Dataset entries:
* * * * * * *
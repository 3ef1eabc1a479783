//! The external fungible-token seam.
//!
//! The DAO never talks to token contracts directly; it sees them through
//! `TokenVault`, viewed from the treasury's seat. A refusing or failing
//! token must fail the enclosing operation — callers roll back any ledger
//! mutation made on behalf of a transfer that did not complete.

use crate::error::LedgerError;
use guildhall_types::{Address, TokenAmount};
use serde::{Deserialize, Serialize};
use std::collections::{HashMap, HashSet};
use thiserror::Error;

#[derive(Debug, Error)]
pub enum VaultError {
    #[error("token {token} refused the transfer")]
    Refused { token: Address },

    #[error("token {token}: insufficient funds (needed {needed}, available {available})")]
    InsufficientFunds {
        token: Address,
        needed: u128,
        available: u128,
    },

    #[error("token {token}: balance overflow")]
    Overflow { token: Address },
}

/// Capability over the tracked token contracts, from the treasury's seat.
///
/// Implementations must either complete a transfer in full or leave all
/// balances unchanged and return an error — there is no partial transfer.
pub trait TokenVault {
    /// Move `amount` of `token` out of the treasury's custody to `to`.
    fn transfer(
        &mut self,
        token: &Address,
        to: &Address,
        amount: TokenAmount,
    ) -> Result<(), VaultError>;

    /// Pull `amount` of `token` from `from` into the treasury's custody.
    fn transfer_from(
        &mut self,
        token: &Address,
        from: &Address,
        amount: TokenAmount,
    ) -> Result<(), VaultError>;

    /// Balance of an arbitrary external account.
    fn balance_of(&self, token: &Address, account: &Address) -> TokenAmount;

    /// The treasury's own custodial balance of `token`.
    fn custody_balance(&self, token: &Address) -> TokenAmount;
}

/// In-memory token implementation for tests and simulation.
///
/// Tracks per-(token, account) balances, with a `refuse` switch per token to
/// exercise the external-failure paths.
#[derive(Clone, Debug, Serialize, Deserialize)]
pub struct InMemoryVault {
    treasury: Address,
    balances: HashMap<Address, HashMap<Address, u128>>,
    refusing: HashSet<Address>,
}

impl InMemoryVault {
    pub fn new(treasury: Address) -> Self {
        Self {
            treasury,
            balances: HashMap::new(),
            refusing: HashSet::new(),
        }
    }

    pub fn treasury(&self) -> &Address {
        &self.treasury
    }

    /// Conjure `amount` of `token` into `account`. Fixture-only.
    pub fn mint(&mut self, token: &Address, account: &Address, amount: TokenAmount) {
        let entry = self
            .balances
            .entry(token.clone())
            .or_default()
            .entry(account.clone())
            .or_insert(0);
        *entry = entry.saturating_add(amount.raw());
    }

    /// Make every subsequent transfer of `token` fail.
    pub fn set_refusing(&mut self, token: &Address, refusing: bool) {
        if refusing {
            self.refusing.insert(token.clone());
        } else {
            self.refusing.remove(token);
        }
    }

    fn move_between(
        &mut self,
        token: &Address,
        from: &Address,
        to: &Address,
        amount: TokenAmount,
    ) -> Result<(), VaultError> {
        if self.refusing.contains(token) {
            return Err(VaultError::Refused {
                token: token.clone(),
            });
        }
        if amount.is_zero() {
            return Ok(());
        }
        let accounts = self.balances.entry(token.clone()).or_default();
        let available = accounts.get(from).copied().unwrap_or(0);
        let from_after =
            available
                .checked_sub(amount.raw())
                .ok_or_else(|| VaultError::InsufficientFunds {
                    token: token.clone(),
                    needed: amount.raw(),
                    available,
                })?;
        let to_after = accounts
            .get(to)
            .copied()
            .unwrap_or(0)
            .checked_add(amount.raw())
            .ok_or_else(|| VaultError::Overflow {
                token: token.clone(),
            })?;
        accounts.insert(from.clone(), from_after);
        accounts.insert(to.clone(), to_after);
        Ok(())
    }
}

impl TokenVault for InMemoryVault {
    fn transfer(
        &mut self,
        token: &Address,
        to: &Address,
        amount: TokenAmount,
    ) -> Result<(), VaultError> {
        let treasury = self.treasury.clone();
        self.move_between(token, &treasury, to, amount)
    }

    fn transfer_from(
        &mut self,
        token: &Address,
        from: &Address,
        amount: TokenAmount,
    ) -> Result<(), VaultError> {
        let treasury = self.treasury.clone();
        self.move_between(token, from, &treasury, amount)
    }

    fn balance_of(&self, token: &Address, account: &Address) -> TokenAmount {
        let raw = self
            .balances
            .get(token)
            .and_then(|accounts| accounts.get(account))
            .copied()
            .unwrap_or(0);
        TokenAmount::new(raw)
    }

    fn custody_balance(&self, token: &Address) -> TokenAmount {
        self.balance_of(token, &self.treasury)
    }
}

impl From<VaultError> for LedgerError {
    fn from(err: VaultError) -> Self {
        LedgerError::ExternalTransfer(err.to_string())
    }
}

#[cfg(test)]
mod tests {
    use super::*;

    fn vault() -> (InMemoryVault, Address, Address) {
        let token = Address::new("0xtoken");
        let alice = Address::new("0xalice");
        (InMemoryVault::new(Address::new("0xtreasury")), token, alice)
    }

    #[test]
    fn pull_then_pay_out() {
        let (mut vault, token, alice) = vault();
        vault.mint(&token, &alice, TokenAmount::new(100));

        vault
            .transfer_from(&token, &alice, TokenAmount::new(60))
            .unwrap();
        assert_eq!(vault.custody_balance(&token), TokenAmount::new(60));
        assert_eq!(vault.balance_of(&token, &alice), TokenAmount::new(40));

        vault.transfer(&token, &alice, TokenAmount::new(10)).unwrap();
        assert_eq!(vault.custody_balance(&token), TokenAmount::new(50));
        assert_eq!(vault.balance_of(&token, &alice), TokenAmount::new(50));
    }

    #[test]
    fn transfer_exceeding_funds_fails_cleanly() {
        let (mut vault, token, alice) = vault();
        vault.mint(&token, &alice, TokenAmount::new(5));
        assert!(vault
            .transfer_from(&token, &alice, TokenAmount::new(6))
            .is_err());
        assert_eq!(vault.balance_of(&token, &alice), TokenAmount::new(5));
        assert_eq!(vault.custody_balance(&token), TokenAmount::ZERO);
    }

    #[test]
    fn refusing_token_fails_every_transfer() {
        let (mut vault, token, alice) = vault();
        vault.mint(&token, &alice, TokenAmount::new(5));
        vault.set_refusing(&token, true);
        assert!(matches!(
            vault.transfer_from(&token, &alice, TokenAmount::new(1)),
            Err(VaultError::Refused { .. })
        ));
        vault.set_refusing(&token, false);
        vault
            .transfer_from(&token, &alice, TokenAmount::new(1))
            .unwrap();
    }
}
* * * * * * *
YOUR TASK = The answer must consist of every line in the records above that contains the word "needed".

ANSWER TO THE PROBLEM =
    #[error("token {token}: insufficient funds (needed {needed}, available {available})")]
        needed: u128,
                    needed: amount.raw(),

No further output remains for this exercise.